Print all entries below exactly as they appear.

**** STORED DATA

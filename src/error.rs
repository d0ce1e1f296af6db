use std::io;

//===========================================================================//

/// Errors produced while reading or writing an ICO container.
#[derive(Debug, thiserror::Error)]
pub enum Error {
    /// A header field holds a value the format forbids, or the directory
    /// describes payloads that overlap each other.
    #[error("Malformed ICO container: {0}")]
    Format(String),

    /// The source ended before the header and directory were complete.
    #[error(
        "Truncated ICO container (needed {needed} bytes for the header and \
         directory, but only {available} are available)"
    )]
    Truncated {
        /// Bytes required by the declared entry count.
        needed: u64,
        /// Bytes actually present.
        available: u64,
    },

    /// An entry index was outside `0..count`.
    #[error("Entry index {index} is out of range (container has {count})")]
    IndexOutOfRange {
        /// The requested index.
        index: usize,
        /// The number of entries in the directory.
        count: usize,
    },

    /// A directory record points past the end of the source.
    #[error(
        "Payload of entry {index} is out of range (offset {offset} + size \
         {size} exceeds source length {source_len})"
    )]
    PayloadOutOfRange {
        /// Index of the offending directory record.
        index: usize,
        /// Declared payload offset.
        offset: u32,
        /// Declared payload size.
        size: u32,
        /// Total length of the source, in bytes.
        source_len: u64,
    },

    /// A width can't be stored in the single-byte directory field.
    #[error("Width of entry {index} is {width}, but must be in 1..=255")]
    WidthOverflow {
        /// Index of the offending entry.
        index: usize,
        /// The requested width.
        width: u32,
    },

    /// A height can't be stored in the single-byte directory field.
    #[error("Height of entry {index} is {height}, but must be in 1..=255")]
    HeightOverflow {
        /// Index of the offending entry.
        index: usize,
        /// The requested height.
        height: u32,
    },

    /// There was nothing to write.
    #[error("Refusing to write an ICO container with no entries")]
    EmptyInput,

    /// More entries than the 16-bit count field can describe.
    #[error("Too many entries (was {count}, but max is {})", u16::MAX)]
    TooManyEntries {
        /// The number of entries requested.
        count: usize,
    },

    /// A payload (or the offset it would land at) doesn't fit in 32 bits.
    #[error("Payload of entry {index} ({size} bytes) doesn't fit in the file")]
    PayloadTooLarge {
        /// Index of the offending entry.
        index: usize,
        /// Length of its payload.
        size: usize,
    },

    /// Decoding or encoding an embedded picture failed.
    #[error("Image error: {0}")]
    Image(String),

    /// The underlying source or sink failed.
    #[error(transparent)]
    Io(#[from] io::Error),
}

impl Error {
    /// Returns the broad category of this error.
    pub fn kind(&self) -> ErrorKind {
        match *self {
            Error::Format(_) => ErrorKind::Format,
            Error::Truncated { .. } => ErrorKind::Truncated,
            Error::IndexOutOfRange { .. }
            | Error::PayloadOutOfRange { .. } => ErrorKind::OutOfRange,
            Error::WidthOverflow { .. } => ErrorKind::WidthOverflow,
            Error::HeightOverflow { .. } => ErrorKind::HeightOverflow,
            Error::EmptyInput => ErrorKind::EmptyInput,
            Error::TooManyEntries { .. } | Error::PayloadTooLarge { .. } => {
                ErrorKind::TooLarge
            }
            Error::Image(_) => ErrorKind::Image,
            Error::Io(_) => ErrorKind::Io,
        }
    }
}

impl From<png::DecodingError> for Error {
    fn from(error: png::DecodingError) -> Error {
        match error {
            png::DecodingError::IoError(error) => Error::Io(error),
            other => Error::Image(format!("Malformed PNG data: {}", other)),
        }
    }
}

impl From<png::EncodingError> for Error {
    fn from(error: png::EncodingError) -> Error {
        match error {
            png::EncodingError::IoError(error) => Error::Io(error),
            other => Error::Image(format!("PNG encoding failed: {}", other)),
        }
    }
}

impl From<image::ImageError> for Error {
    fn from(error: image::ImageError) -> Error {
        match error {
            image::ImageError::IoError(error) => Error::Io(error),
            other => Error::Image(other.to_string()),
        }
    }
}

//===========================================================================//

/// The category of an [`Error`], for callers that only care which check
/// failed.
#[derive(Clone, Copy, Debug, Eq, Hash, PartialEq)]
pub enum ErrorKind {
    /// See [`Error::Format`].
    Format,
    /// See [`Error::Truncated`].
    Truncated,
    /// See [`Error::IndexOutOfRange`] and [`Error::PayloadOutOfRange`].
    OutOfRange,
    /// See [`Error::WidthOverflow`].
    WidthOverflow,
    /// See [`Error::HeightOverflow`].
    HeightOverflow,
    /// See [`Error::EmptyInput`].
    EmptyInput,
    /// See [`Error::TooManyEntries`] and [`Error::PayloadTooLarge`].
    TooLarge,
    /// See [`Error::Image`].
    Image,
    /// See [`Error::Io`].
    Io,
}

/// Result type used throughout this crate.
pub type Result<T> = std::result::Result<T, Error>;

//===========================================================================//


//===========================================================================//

********

• _RESPONSE TO THIS TASK_:
filename src/error.rs
repository d0ce1e1f296af6db
use std::io;

//===========================================================================//

/// Errors produced while reading or writing an ICO container.
#[derive(Debug, thiserror::Error)]
pub enum Error {
    /// A header field holds a value the format forbids, or the directory
    /// describes payloads that overlap each other.
    #[error("Malformed ICO container: {0}")]
    Format(String),

    /// The source ended before the header and directory were complete.
    #[error(
        "Truncated ICO container (needed {needed} bytes for the header and \
         directory, but only {available} are available)"
    )]
    Truncated {
        /// Bytes required by the declared entry count.
        needed: u64,
        /// Bytes actually present.
        available: u64,
    },

    /// An entry index was outside `0..count`.
    #[error("Entry index {index} is out of range (container has {count})")]
    IndexOutOfRange {
        /// The requested index.
        index: usize,
        /// The number of entries in the directory.
        count: usize,
    },

    /// A directory record points past the end of the source.
    #[error(
        "Payload of entry {index} is out of range (offset {offset} + size \
         {size} exceeds source length {source_len})"
    )]
    PayloadOutOfRange {
        /// Index of the offending directory record.
        index: usize,
        /// Declared payload offset.
        offset: u32,
        /// Declared payload size.
        size: u32,
        /// Total length of the source, in bytes.
        source_len: u64,
    },

    /// A width can't be stored in the single-byte directory field.
    #[error("Width of entry {index} is {width}, but must be in 1..=255")]
    WidthOverflow {
        /// Index of the offending entry.
        index: usize,
        /// The requested width.
        width: u32,
    },

    /// A height can't be stored in the single-byte directory field.
    #[error("Height of entry {index} is {height}, but must be in 1..=255")]
    HeightOverflow {
        /// Index of the offending entry.
        index: usize,
        /// The requested height.
        height: u32,
    },

    /// There was nothing to write.
    #[error("Refusing to write an ICO container with no entries")]
    EmptyInput,

    /// More entries than the 16-bit count field can describe.
    #[error("Too many entries (was {count}, but max is {})", u16::MAX)]
    TooManyEntries {
        /// The number of entries requested.
        count: usize,
    },

    /// A payload (or the offset it would land at) doesn't fit in 32 bits.
    #[error("Payload of entry {index} ({size} bytes) doesn't fit in the file")]
    PayloadTooLarge {
        /// Index of the offending entry.
        index: usize,
        /// Length of its payload.
        size: usize,
    },

    /// Decoding or encoding an embedded picture failed.
    #[error("Image error: {0}")]
    Image(String),

    /// The underlying source or sink failed.
    #[error(transparent)]
    Io(#[from] io::Error),
}

impl Error {
    /// Returns the broad category of this error.
    pub fn kind(&self) -> ErrorKind {
        match *self {
            Error::Format(_) => ErrorKind::Format,
            Error::Truncated { .. } => ErrorKind::Truncated,
            Error::IndexOutOfRange { .. }
            | Error::PayloadOutOfRange { .. } => ErrorKind::OutOfRange,
            Error::WidthOverflow { .. } => ErrorKind::WidthOverflow,
            Error::HeightOverflow { .. } => ErrorKind::HeightOverflow,
            Error::EmptyInput => ErrorKind::EmptyInput,
            Error::TooManyEntries { .. } | Error::PayloadTooLarge { .. } => {
                ErrorKind::TooLarge
            }
            Error::Image(_) => ErrorKind::Image,
            Error::Io(_) => ErrorKind::Io,
        }
    }
}

impl From<png::DecodingError> for Error {
    fn from(error: png::DecodingError) -> Error {
        match error {
            png::DecodingError::IoError(error) => Error::Io(error),
            other => Error::Image(format!("Malformed PNG data: {}", other)),
        }
    }
}

impl From<png::EncodingError> for Error {
    fn from(error: png::EncodingError) -> Error {
        match error {
            png::EncodingError::IoError(error) => Error::Io(error),
            other => Error::Image(format!("PNG encoding failed: {}", other)),
        }
    }
}

impl From<image::ImageError> for Error {
    fn from(error: image::ImageError) -> Error {
        match error {
            image::ImageError::IoError(error) => Error::Io(error),
            other => Error::Image(other.to_string()),
        }
    }
}

//===========================================================================//

/// The category of an [`Error`], for callers that only care which check
/// failed.
#[derive(Clone, Copy, Debug, Eq, Hash, PartialEq)]
pub enum ErrorKind {
    /// See [`Error::Format`].
    Format,
    /// See [`Error::Truncated`].
    Truncated,
    /// See [`Error::IndexOutOfRange`] and [`Error::PayloadOutOfRange`].
    OutOfRange,
    /// See [`Error::WidthOverflow`].
    WidthOverflow,
    /// See [`Error::HeightOverflow`].
    HeightOverflow,
    /// See [`Error::EmptyInput`].
    EmptyInput,
    /// See [`Error::TooManyEntries`] and [`Error::PayloadTooLarge`].
    TooLarge,
    /// See [`Error::Image`].
    Image,
    /// See [`Error::Io`].
    Io,
}

/// Result type used throughout this crate.
pub type Result<T> = std::result::Result<T, Error>;

//===========================================================================//


//===========================================================================//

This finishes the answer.